Our product development and engineering team has been working hard over the last 5 months.

It is our true pleasure to announce that SitScape’s latest software release of version of 3.1.9.6 is available today!

Continuing our product innovation as well as enhanced quality control, release 3.1.9.6 is our latest release with significant improvements and useful features based on the excellent feedback of our various customers including Fortune -100 customers.

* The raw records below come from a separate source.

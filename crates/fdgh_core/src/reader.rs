use crate::endian::Endianness;
use crate::error::{CodecError, ErrorCode, Result};

/// Random-access reader over a buffer whose offsets are stored relative to an
/// enclosing file. `base` is subtracted from every absolute offset before it
/// indexes into `buf`.
#[derive(Debug, Clone, Copy)]
pub struct OffsetReader<'a> {
    buf: &'a [u8],
    endianness: Endianness,
    base: usize,
}

impl<'a> OffsetReader<'a> {
    pub fn new(buf: &'a [u8], endianness: Endianness, base: usize) -> Self {
        Self {
            buf,
            endianness,
            base,
        }
    }

    pub fn endianness(&self) -> Endianness {
        self.endianness
    }

    pub fn len(&self) -> usize {
        self.buf.len()
    }

    pub fn is_empty(&self) -> bool {
        self.buf.is_empty()
    }

    /// Translate an absolute file offset into an index into the buffer.
    pub fn local(&self, offset: u32) -> Result<usize> {
        (offset as usize).checked_sub(self.base).ok_or_else(|| {
            CodecError::new(
                ErrorCode::TruncatedBuffer,
                format!(
                    "offset 0x{offset:x} points before the payload start 0x{:x}",
                    self.base
                ),
            )
        })
    }

    pub fn read_bytes(&self, offset: u32, len: usize, what: &str) -> Result<&'a [u8]> {
        let start = self.local(offset)?;
        start
            .checked_add(len)
            .and_then(|end| self.buf.get(start..end))
            .ok_or_else(|| CodecError::truncated(what, offset as usize, len, self.buf.len()))
    }

    pub fn read_array<const N: usize>(&self, offset: u32, what: &str) -> Result<[u8; N]> {
        let mut out = [0u8; N];
        out.copy_from_slice(self.read_bytes(offset, N, what)?);
        Ok(out)
    }

    pub fn read_u32(&self, offset: u32, what: &str) -> Result<u32> {
        Ok(self.endianness.u32_from(self.read_array(offset, what)?))
    }

    /// Read a u32 count followed by that many u32 values.
    pub fn read_counted_u32s(&self, offset: u32, what: &str) -> Result<Vec<u32>> {
        let count = self.read_u32(offset, what)? as usize;
        let body_offset = offset
            .checked_add(4)
            .ok_or_else(|| CodecError::truncated(what, offset as usize, 4, self.buf.len()))?;
        let body = self.read_bytes(body_offset, count.saturating_mul(4), what)?;
        Ok(body
            .chunks_exact(4)
            .map(|chunk| self.endianness.u32_from([chunk[0], chunk[1], chunk[2], chunk[3]]))
            .collect())
    }
}
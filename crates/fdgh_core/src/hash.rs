//! 64-bit FNV-1a, used to annotate asset records in newer FDGH files.

pub const FNV1A64_OFFSET_BASIS: u64 = 0xcbf2_9ce4_8422_2325;
pub const FNV1A64_PRIME: u64 = 0x0000_0100_0000_01b3;

pub fn fnv1a64(bytes: &[u8]) -> u64 {
    let mut h = FNV1A64_OFFSET_BASIS;
    for &b in bytes {
        h ^= u64::from(b);
        h = h.wrapping_mul(FNV1A64_PRIME);
    }
    h
}

#[cfg(test)]
mod tests {
    use super::*;

    #[test]
    fn empty_input_is_offset_basis() {
        assert_eq!(fnv1a64(b""), 0xcbf29ce484222325);
    }

    #[test]
    fn matches_published_vectors() {
        assert_eq!(fnv1a64(b"a"), 0xaf63dc4c8601ec8c);
        assert_eq!(fnv1a64(b"foobar"), 0x85944171f73967e8);
    }
}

Here I would like to highlight one specific powerful new feature coming out of this SitScape new release – Straight-Through-Processing (STP) to easily automate processes and workflows from Data Ingestion; to Data Preparation such as ETL, to Data Processing such as filtering, enrichment, aggregation, merging, fusion; to rule-based Operational Alerting and Incident Tracking; to easy-to-use and rapid-fire Visualization and self-service Analytic and Exploratory Data Discovery; also to advanced Data Correlation!

[Use Case]

How can your automate data processing and visualization of a multi-step process that involves various operations such as ingestion, ETL steps, with data coming from multiple sources (real-time or historical), and in many cases that source data is dynamic and updated over time instead of static?

[How-To]

The Straight-Through-Processing (STP) module in SitScape can support user-defined, repeatable, automated multi-step processes on Data Ingestion, Preparation, Transformation, Analysis, Visualization, Correlation, Alert and Reporting with on-demand action or scheduled workflow.
It has a graphic drag-and-drop front-end interface allowing user-defined STP process creation and configuration; and is powered by a server-side STP engine enabling data ingestion, various data ETL, data fusion, data visualization, monitoring and alert and can triggered on-demand or by a scheduler. It can handle large data set in batch mode. It supports testing-run, preview, and deployment modes of such STP processes.

[Screen Sample]

Showing below is a sample screen shot of the STP configuration. The basic concept here is that a STP process is composed of multiple “Nodes” in a canvas, with each Node being a processing-unit such as connect to a database or a Web Service, do a filter, do a series of ETL transformation , do a statistical aggregation, do a data fusion etc. and the process runs from the left to the right on the nodes as multiple “pipelines”, and a STP process can be run on-demand, or driven by a user-defined schedule to re-run again and again on a regular basis for automated data processing and workflows.